• _To do_: Print the first line of the material below and each line after it, exactly as written, ending with the line that contains "pub struct Report".
Data: Begin
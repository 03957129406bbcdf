pub const UNKNOWN_DOCUMENT: &str = "Unknown Document";

const REPORT_TITLE: &str = "# 📄 Document Analysis Results";
const ATTRIBUTION_FOOTER: &str = "*Analysis completed by MCP Document Processing Agent*";

#[derive(Debug, Clone, PartialEq, Eq)]
pub struct Report {
    pub document_name: String,
    pub action_count: usize,
    pub body: String,
}

impl Report {
    pub fn new(document_name: Option<&str>, action_count: usize, body: String) -> Self {
        Self {
            document_name: document_name.unwrap_or(UNKNOWN_DOCUMENT).to_string(),
            action_count,
            body,
        }
    }

    /// Header, rule, verbatim body, rule, footer.
    pub fn render(&self) -> String {
        let mut out = String::with_capacity(self.body.len() + 160);
        out.push_str(REPORT_TITLE);
        out.push_str("\n\n");
        out.push_str(&format!("**Document:** {}\n", self.document_name));
        out.push_str(&format!("**Actions Completed:** {}\n\n", self.action_count));
        out.push_str("---\n\n");
        out.push_str(&self.body);
        out.push_str("\n\n---\n");
        out.push_str(ATTRIBUTION_FOOTER);
        out
    }
}
use super::action::{available_actions, find_action, validate_actions};
use super::DocumentId;

/// Ordered action keys chosen for one document. Only catalog keys are stored.
#[derive(Debug, Clone, Default, PartialEq, Eq)]
pub struct SelectedActionSet {
    document_id: Option<DocumentId>,
    keys: Vec<&'static str>,
    whole_catalog: bool,
}

impl SelectedActionSet {
    pub fn empty() -> Self {
        Self::default()
    }

    /// Unknown keys are dropped; order is preserved.
    pub fn from_keys<S: AsRef<str>>(document_id: DocumentId, keys: &[S]) -> Self {
        Self {
            document_id: Some(document_id),
            keys: validate_actions(keys),
            whole_catalog: false,
        }
    }

    pub fn all(document_id: DocumentId) -> Self {
        Self {
            document_id: Some(document_id),
            keys: available_actions().iter().map(|a| a.key).collect(),
            whole_catalog: true,
        }
    }

    /// Made with the `all` keyword rather than by listing numbers.
    pub fn is_all(&self) -> bool {
        self.whole_catalog
    }

    pub fn keys(&self) -> &[&'static str] {
        &self.keys
    }

    pub fn document_id(&self) -> Option<DocumentId> {
        self.document_id
    }

    pub fn len(&self) -> usize {
        self.keys.len()
    }

    pub fn is_empty(&self) -> bool {
        self.keys.is_empty()
    }

    pub fn is_for(&self, document_id: DocumentId) -> bool {
        self.document_id == Some(document_id)
    }

    pub fn action_names(&self) -> Vec<&'static str> {
        self.keys
            .iter()
            .filter_map(|key| find_action(key))
            .map(|a| a.name)
            .collect()
    }
}

#[derive(Debug, thiserror::Error, PartialEq, Eq)]
pub enum SelectionError {
    #[error("invalid selection format: {0}")]
    InvalidFormat(String),
    #[error("no valid action numbers in selection")]
    NoValidActions,
    #[error("unrecognized selection input")]
    Unrecognized,
}

/// Parses `all` or comma-separated 1-based action numbers. Numbers outside the
/// catalog are dropped as long as at least one valid number remains.
pub fn parse_selection(
    input: &str,
    document_id: DocumentId,
) -> Result<SelectedActionSet, SelectionError> {
    let input = input.trim();

    if input.eq_ignore_ascii_case("all") {
        return Ok(SelectedActionSet::all(document_id));
    }

    if !input.chars().any(|c| c.is_ascii_digit()) {
        return Err(SelectionError::Unrecognized);
    }

    let numbers = input
        .split(',')
        .map(|part| {
            let part = part.trim();
            part.parse::<i64>()
                .map_err(|_| SelectionError::InvalidFormat(part.to_string()))
        })
        .collect::<Result<Vec<_>, _>>()?;

    let actions = available_actions();
    let keys: Vec<&'static str> = numbers
        .into_iter()
        .filter(|n| (1..=actions.len() as i64).contains(n))
        .map(|n| actions[(n - 1) as usize].key)
        .collect();

    if keys.is_empty() {
        return Err(SelectionError::NoValidActions);
    }

    Ok(SelectedActionSet {
        document_id: Some(document_id),
        keys,
        whole_catalog: false,
    })
}
use axum::Json;
use serde::Serialize;

use crate::domain::available_actions;

#[derive(Serialize)]
pub struct ActionSummary {
    pub number: usize,
    pub key: &'static str,
    pub name: &'static str,
    pub description: &'static str,
}

#[derive(Serialize)]
pub struct ActionsResponse {
    pub actions: Vec<ActionSummary>,
}

/// Catalog in menu order; `number` is what a selection message refers to.
pub async fn list_actions_handler() -> Json<ActionsResponse> {
    let actions = available_actions()
        .iter()
        .enumerate()
        .map(|(i, action)| ActionSummary {
            number: i + 1,
            key: action.key,
            name: action.name,
            description: action.description,
        })
        .collect();

    Json(ActionsResponse { actions })
}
Data: End
• _Output below_:
repository 03957129406bbcdf
pub const UNKNOWN_DOCUMENT: &str = "Unknown Document";

const REPORT_TITLE: &str = "# 📄 Document Analysis Results";
const ATTRIBUTION_FOOTER: &str = "*Analysis completed by MCP Document Processing Agent*";

#[derive(Debug, Clone, PartialEq, Eq)]
pub struct Report {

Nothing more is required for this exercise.